### Provided data ###

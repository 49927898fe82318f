/**
 * Server Configuration
 *
 * This module handles the optional PostgreSQL database connection.
 *
 * # Error Handling
 *
 * Database errors are logged but do not prevent server startup. When the
 * pool cannot be created the server runs without it and database-backed
 * endpoints answer `503 ServiceUnavailableError`.
 */

use sqlx::PgPool;

use crate::shared::config::AppConfig;

/// Database configuration result
///
/// Contains the database connection pool if successfully configured,
/// or `None` if the database is not available.
pub type DatabaseConfig = Option<PgPool>;

/// Load and initialize database connection pool
///
/// This function:
/// 1. Reads the database URL from the configuration
/// 2. Creates a PostgreSQL connection pool
/// 3. Runs database migrations
///
/// # Returns
///
/// - `Some(PgPool)` if database is successfully configured
/// - `None` if no database URL is configured or connection fails
pub async fn load_database(config: &AppConfig) -> DatabaseConfig {
    let database_url = match &config.database_url {
        Some(url) => url,
        None => {
            tracing::warn!("DATABASE_URL not set. Database features will be disabled.");
            return None;
        }
    };

    tracing::info!("Connecting to database...");

    let pool = match PgPool::connect(database_url).await {
        Ok(pool) => pool,
        Err(e) => {
            tracing::error!("Failed to create database connection pool: {:?}", e);
            tracing::warn!("Database features will be disabled.");
            return None;
        }
    };

    tracing::info!("Database connection pool created successfully");

    tracing::info!("Running database migrations...");
    match sqlx::migrate!().run(&pool).await {
        Ok(_) => {
            tracing::info!("Database migrations completed successfully");
        }
        Err(e) => {
            tracing::error!("Failed to run database migrations: {}", e);
            tracing::warn!("Continuing without migrations - database might not be up to date");
        }
    }

    Some(pool)
}

#[cfg(test)]
mod tests {
    use super::*;

    #[tokio::test]
    async fn test_no_database_url_disables_database() {
        let config = AppConfig::builder().build().unwrap();
        assert!(load_database(&config).await.is_none());
    }
}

###

Take the entries above and return only the lines from the one with "startup. When the" to the one with "is not available.", both included, unchanged.

■ Response below
 * Database errors are logged but do not prevent server startup. When the
 * pool cannot be created the server runs without it and database-backed
 * endpoints answer `503 ServiceUnavailableError`.
 */

use sqlx::PgPool;

use crate::shared::config::AppConfig;

/// Database configuration result
///
/// Contains the database connection pool if successfully configured,
/// or `None` if the database is not available.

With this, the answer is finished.